Supreme Court Justice Ruth Bader Ginsburg.

On Sept. 18, 2020, Supreme Court Justice Ruth Bader Ginsburg, one of our nation’s most influential people in advancing civil rights and equality, succumbed to complications from pancreatic cancer at 87 years old.

Her fans knew her as “The Notorious R.B.G.” a nickname bestowed upon her in 2013 by second-year New York University student Shana Knizhnik. The name that started on Tumblr to emphasize Ginsburg’s dissent in the Shelby County v. Holder Supreme Court case would become viral. Ginsburg embraced the title derived from fellow Brooklynite, Biggie Smalls (The Notorious B.I.G.), recognizing the endearing moniker as a reference to her credibility amongst her peers and the public, much akin to the deceased Smalls in the New York rap community.

Born Joan Ruth Bader on March 15, 1933, at Beth Moses Hospital in Brooklyn, New York, the second daughter to Celia Amster and Nathan Bader. Ginsburg began going by her middle name of Ruth when she started school. Her mother learned the class had a bevy of girls named Joan and wanted to prevent confusion. Her mother would pass away from cancer the day before Ginsburg’s graduation from James Madison High School in 1950.   
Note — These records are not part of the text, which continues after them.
impl AreaMatrix {
    /// Create a matrix covering `width` x `height` with one free cell
    pub fn new(width: Pt, height: Pt) -> AreaMatrix {
        let mut matrix = AreaMatrix {
            width,
            height,
            cells: Arena::new(),
            row_heights: vec![height],
            column_widths: vec![width],
            rows: Vec::new(),
            columns: Vec::new(),
            placements: Vec::new(),
            next_label: 0,
        };
        let cell = matrix.alloc_cell(None);
        matrix.rows.push(vec![cell]);
        matrix.columns.push(vec![cell]);
        matrix
    }

    fn alloc_cell(&mut self, occupant: Option<Occupant>) -> CellId {
        let label = self.next_label;
        self.next_label += 1;
        self.cells.alloc(FreeCell::new(label, occupant))
    }

    /// The nominal width the matrix was created with
    pub fn width(&self) -> Pt {
        self.width
    }

    /// The nominal height the matrix was created with
    pub fn height(&self) -> Pt {
        self.height
    }

    pub fn row_count(&self) -> usize {
        self.rows.len()
    }

    pub fn column_count(&self) -> usize {
        self.columns.len()
    }

    pub fn row_heights(&self) -> &[Pt] {
        &self.row_heights
    }

    pub fn column_widths(&self) -> &[Pt] {
        &self.column_widths
    }

    /// The row-major view of the grid, indexed `[row][column]`
    pub fn rows(&self) -> &[Vec<CellId>] {
        &self.rows
    }

    /// The column-major view of the grid, indexed `[column][row]`
    pub fn columns(&self) -> &[Vec<CellId>] {
        &self.columns
    }

    pub fn cell(&self, id: CellId) -> &FreeCell {
        &self.cells[id]
    }

    pub fn cell_at(&self, column: usize, row: usize) -> Result<&FreeCell, ArrangeError> {
        self.check_bounds(column, row)?;
        Ok(&self.cells[self.columns[column][row]])
    }

    fn check_bounds(&self, column: usize, row: usize) -> Result<(), ArrangeError> {
        if column >= self.columns.len() {
            return Err(ArrangeError::ColumnOutOfBounds {
                index: column,
                columns: self.columns.len(),
            });
        }
        if row >= self.rows.len() {
            return Err(ArrangeError::RowOutOfBounds {
                index: row,
                rows: self.rows.len(),
            });
        }
        Ok(())
    }

    /// The x-coordinate of the left edge of every column
    pub fn column_offsets(&self) -> Vec<Pt> {
        offsets(&self.column_widths)
    }

    /// The y-coordinate of the top edge of every row
    pub fn row_offsets(&self) -> Vec<Pt> {
        offsets(&self.row_heights)
    }

    /// The real coordinates of the top-left corner of a grid cell
    pub fn cell_origin(&self, column: usize, row: usize) -> Result<(Pt, Pt), ArrangeError> {
        self.check_bounds(column, row)?;
        let x = self.column_widths[..column].iter().copied().sum();
        let y = self.row_heights[..row].iter().copied().sum();
        Ok((x, y))
    }

    /// Split row `row` so that it keeps `new_height` and a new row holding the rest is
    /// inserted directly below it. Every cell of the new row copies the occupancy of
    /// the cell above it.
    pub fn split_row(&mut self, row: usize, new_height: Pt) -> Result<(), ArrangeError> {
        let old_height = *self
            .row_heights
            .get(row)
            .ok_or(ArrangeError::RowOutOfBounds {
                index: row,
                rows: self.rows.len(),
            })?;
        if !new_height.exceeds(Pt::ZERO) || !old_height.exceeds(new_height) {
            return Err(ArrangeError::InvalidSplit {
                index: row,
                at: new_height,
                extent: old_height,
            });
        }

        let mut new_row = Vec::with_capacity(self.columns.len());
        for column in 0..self.columns.len() {
            let occupant = self.cells[self.rows[row][column]].occupant;
            new_row.push(self.alloc_cell(occupant));
        }
        for (column, &cell) in new_row.iter().enumerate() {
            self.columns[column].insert(row + 1, cell);
        }

        self.row_heights[row] = new_height;
        self.row_heights.insert(row + 1, old_height - new_height);
        self.rows.insert(row + 1, new_row);

        tracing::trace!("split row {row} at {new_height} (was {old_height})");
        Ok(())
    }

    /// Split column `column` so that it keeps `new_width` and a new column holding the
    /// rest is inserted directly to its right. Every cell of the new column copies the
    /// occupancy of the cell to its left.
    pub fn split_column(&mut self, column: usize, new_width: Pt) -> Result<(), ArrangeError> {
        let old_width = *self
            .column_widths
            .get(column)
            .ok_or(ArrangeError::ColumnOutOfBounds {
                index: column,
                columns: self.columns.len(),
            })?;
        if !new_width.exceeds(Pt::ZERO) || !old_width.exceeds(new_width) {
            return Err(ArrangeError::InvalidSplit {
                index: column,
                at: new_width,
                extent: old_width,
            });
        }

        let mut new_column = Vec::with_capacity(self.rows.len());
        for row in 0..self.rows.len() {
            let occupant = self.cells[self.columns[column][row]].occupant;
            new_column.push(self.alloc_cell(occupant));
        }
        for (row, &cell) in new_column.iter().enumerate() {
            self.rows[row].insert(column + 1, cell);
        }

        self.column_widths[column] = new_width;
        self.column_widths.insert(column + 1, old_width - new_width);
        self.columns.insert(column + 1, new_column);

        tracing::trace!("split column {column} at {new_width} (was {old_width})");
        Ok(())
    }

    /// Place a copy of `rect` with its top-left corner on the top-left corner of the
    /// grid cell (`column`, `row`). The grid is split so that the rectangle's right and
    /// bottom edges fall on grid lines, then every covered cell is marked with the
    /// rectangle's colour. The copy's `x` and `y` are set to the real coordinates of
    /// the placement; `rect` itself is left untouched.
    pub fn place_rect(
        &mut self,
        column: usize,
        row: usize,
        rect: &Rect,
        mode: PlacementMode,
    ) -> Result<Placement, ArrangeError> {
        rect.validate()?;
        self.check_bounds(column, row)?;

        let (last_column, column_split) =
            measure_span(&self.column_widths, column, rect.width, mode)?;
        let (last_row, row_split) = measure_span(&self.row_heights, row, rect.height, mode)?;

        // splits only add lines after the last column/row, so the covered set of
        // cells can be checked before the grid changes
        for c in column..=last_column {
            for r in row..=last_row {
                if !self.cells[self.columns[c][r]].is_free() {
                    return Err(ArrangeError::CellOccupied { column: c, row: r });
                }
            }
        }

        if let Some(width) = column_split {
            self.split_column(last_column, width)?;
        }
        if let Some(height) = row_split {
            self.split_row(last_row, height)?;
        }

        let index = self.placements.len();
        let occupant = Occupant {
            placement: index,
            colour: rect.colour,
        };
        for c in column..=last_column {
            for r in row..=last_row {
                let cell = self.columns[c][r];
                self.cells[cell].occupant = Some(occupant);
            }
        }

        let (x, y) = self.cell_origin(column, row)?;
        let mut placed = rect.clone();
        placed.x = x;
        placed.y = y;
        tracing::trace!(
            "placed {:?} ({}x{}) at ({x}, {y}) over columns {column}..={last_column}, rows {row}..={last_row}",
            placed.id,
            placed.width,
            placed.height,
        );
        self.placements.push(placed);

        Ok(Placement {
            index,
            first_column: column,
            first_row: row,
            last_column,
            last_row,
        })
    }

    /// Place a copy of `rect` with its top-left corner at the real coordinates (`x`,
    /// `y`), splitting the containing column and row first when the point is not
    /// already on a grid line. A point within [Pt::EPSILON] of a grid line snaps onto
    /// it, so coordinates summed in a different order than the grid's own offsets
    /// still land on the line they name.
    pub fn place_rect_at(
        &mut self,
        x: Pt,
        y: Pt,
        rect: &Rect,
        mode: PlacementMode,
    ) -> Result<Placement, ArrangeError> {
        let (mut column, left) =
            locate(&self.column_widths, x).ok_or(ArrangeError::PointOutOfBounds { x, y })?;
        let (mut row, top) =
            locate(&self.row_heights, y).ok_or(ArrangeError::PointOutOfBounds { x, y })?;

        if (x - left).exceeds(Pt::ZERO) {
            self.split_column(column, x - left)?;
            column += 1;
        }
        if (y - top).exceeds(Pt::ZERO) {
            self.split_row(row, y - top)?;
            row += 1;
        }

        self.place_rect(column, row, rect, mode)
    }

    /// Replay every rectangle placed in this matrix into `dst`, offset by the origin of
    /// the destination cell (`dst_column`, `dst_row`). The destination receives
    /// independent copies; nothing of this matrix's grid structure is carried over.
    /// Replayed origins snap onto existing grid lines as in [AreaMatrix::place_rect_at].
    pub fn overlay_matrix(
        &self,
        dst_column: usize,
        dst_row: usize,
        dst: &mut AreaMatrix,
    ) -> Result<(), ArrangeError> {
        let (origin_x, origin_y) = dst.cell_origin(dst_column, dst_row)?;
        for rect in self.placements.iter() {
            let x = origin_x + rect.x;
            let y = origin_y + rect.y;
            match dst.place_rect_at(x, y, rect, PlacementMode::Strict) {
                // the sub-layout hangs off the edge of the destination
                Err(ArrangeError::PointOutOfBounds { .. }) => {
                    return Err(ArrangeError::PlacementOverflow)
                }
                result => {
                    result?;
                }
            }
        }
        tracing::trace!(
            "overlaid {} rects at column {dst_column}, row {dst_row} ({origin_x}, {origin_y})",
            self.placements.len()
        );
        Ok(())
    }

    /// Re-derive the coordinates of every placed rectangle from the grid. The grid is
    /// scanned column by column, top to bottom; the first cell found for a rectangle is
    /// its top-left cell. Calling this repeatedly without placing anything in between
    /// always yields the same coordinates.
    pub fn update_rects_xy(&mut self) {
        let xs = self.column_offsets();
        let ys = self.row_offsets();

        let mut origins: Vec<Option<(Pt, Pt)>> = vec![None; self.placements.len()];
        for (column, cells) in self.columns.iter().enumerate() {
            for (row, &cell) in cells.iter().enumerate() {
                if let Some(occupant) = self.cells[cell].occupant {
                    let origin = &mut origins[occupant.placement];
                    if origin.is_none() {
                        *origin = Some((xs[column], ys[row]));
                    }
                }
            }
        }

        for (rect, origin) in self.placements.iter_mut().zip(origins) {
            if let Some((x, y)) = origin {
                rect.x = x;
                rect.y = y;
            }
        }
    }

    /// Every rectangle placed so far, in placement order, positioned relative to this
    /// matrix's origin
    pub fn get_rects(&self) -> &[Rect] {
        &self.placements
    }

    /// The bounding box of everything placed so far. This is usually smaller than the
    /// nominal `width` x `height`, which is only the trial bound the matrix was built
    /// with.
    pub fn get_allocated_size(&self) -> Size {
        bounding_size(&self.placements)
    }

    /// A diagnostic picture of the grid: one rectangle per cell, filled with the colour
    /// of its occupant (grey when the occupant has no colour) and unfilled when free.
    pub fn snapshot(&self) -> Vec<Rect> {
        let xs = self.column_offsets();
        let ys = self.row_offsets();
        let mut rects = Vec::with_capacity(self.rows.len() * self.columns.len());
        for (row, cells) in self.rows.iter().enumerate() {
            for (column, &id) in cells.iter().enumerate() {
                let cell = &self.cells[id];
                rects.push(Rect {
                    id: Some(format!("cell.{}", cell.label)),
                    x: xs[column],
                    y: ys[row],
                    width: self.column_widths[column],
                    height: self.row_heights[row],
                    colour: cell
                        .occupant
                        .map(|o| o.colour.unwrap_or(colours::GREY)),
                    sort_group: None,
                });
            }
        }
        rects
    }
}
It was while attending Cornell University in Ithaca, New York that Ginsburg met her future husband, Martin D. Ginsburg. She graduated with a bachelor’s degree in government in 1954 with high honors. One month later, Ruth Bader would become Ruth Bader Ginsburg.

The newlyweds moved to Fort Sill, Oklahoma, where her husband was stationed for Reserve Officer Training in the Army Reserves. Ginsburg took a job at the Social Security Department and was later demoted after becoming pregnant with her daughter in 1955. This wouldn’t be the last time she faced sexism.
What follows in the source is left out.